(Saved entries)
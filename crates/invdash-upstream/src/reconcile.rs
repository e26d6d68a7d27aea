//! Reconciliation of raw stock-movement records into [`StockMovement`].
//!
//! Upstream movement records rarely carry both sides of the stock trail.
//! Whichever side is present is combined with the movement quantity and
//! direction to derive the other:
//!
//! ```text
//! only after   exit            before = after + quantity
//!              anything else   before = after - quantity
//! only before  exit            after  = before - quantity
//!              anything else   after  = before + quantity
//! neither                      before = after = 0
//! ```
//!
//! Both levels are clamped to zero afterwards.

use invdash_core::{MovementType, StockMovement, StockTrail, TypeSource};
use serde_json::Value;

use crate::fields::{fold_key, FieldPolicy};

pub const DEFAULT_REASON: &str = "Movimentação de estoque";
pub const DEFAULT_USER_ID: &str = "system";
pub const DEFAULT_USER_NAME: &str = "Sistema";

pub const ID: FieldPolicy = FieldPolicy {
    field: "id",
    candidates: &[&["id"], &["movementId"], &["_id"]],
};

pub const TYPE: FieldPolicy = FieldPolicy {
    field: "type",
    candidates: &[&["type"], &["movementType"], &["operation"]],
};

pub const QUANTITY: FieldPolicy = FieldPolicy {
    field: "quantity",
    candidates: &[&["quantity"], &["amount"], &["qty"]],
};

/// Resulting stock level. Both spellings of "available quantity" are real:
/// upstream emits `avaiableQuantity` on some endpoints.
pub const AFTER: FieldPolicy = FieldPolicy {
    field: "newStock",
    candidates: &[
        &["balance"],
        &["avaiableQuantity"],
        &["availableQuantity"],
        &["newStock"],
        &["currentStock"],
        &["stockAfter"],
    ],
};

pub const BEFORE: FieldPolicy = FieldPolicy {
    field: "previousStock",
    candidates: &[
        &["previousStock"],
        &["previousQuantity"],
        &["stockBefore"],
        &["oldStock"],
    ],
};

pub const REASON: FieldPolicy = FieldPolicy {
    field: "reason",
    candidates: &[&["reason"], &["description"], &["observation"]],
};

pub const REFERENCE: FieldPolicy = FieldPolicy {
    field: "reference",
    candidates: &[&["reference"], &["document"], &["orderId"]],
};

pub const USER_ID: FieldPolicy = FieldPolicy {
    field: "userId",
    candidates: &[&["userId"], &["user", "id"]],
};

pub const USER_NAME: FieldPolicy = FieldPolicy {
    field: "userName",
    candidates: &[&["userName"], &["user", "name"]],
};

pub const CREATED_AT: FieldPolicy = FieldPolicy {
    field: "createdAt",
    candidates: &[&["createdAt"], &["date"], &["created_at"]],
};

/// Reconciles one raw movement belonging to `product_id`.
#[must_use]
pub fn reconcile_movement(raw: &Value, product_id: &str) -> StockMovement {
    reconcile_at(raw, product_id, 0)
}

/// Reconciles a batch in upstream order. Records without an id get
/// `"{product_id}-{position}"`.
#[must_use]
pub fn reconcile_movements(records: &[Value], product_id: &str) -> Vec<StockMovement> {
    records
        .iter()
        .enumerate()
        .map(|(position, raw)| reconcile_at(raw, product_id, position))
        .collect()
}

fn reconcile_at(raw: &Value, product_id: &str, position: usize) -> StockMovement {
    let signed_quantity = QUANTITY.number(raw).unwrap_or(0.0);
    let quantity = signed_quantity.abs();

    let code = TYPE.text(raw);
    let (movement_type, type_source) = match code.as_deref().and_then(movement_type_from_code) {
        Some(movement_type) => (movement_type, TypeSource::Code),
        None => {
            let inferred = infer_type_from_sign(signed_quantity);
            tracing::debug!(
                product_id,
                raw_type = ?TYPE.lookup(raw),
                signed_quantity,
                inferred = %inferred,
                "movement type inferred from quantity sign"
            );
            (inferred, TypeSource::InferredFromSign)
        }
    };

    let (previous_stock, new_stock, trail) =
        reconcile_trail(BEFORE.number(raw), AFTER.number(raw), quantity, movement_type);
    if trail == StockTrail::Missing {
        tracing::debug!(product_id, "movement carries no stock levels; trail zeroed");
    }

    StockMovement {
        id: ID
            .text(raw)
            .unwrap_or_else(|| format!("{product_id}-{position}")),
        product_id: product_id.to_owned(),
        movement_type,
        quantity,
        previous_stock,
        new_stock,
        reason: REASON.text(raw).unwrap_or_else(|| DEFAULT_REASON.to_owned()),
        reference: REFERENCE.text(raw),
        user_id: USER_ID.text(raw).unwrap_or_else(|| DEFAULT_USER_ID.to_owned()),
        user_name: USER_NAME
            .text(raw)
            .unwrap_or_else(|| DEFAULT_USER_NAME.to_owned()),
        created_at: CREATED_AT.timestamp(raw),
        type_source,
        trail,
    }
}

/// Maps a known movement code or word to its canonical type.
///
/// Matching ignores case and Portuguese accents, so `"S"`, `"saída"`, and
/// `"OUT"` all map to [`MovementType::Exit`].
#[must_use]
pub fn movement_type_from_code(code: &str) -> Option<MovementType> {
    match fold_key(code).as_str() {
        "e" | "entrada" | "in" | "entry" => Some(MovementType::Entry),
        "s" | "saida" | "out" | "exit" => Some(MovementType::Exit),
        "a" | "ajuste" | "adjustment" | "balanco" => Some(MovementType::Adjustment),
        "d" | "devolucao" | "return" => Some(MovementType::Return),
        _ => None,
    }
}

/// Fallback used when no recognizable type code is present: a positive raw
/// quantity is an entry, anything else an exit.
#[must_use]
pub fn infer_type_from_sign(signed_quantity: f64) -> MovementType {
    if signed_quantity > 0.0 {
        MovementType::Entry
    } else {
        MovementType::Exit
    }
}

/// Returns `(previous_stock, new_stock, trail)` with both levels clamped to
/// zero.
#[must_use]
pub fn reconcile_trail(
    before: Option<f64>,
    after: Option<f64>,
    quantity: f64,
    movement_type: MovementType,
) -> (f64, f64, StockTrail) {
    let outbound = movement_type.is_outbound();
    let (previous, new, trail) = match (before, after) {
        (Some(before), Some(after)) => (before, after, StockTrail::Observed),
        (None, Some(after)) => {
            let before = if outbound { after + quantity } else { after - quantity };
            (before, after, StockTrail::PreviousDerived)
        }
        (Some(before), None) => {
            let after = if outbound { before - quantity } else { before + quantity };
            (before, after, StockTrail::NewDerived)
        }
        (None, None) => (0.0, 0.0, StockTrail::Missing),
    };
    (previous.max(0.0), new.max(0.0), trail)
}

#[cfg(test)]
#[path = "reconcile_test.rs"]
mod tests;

**Problem requirements**
Using the records above, report each line with the string "outbound".

**Answer area**
    let outbound = movement_type.is_outbound();
            let before = if outbound { after + quantity } else { after - quantity };
            let after = if outbound { before - quantity } else { before + quantity };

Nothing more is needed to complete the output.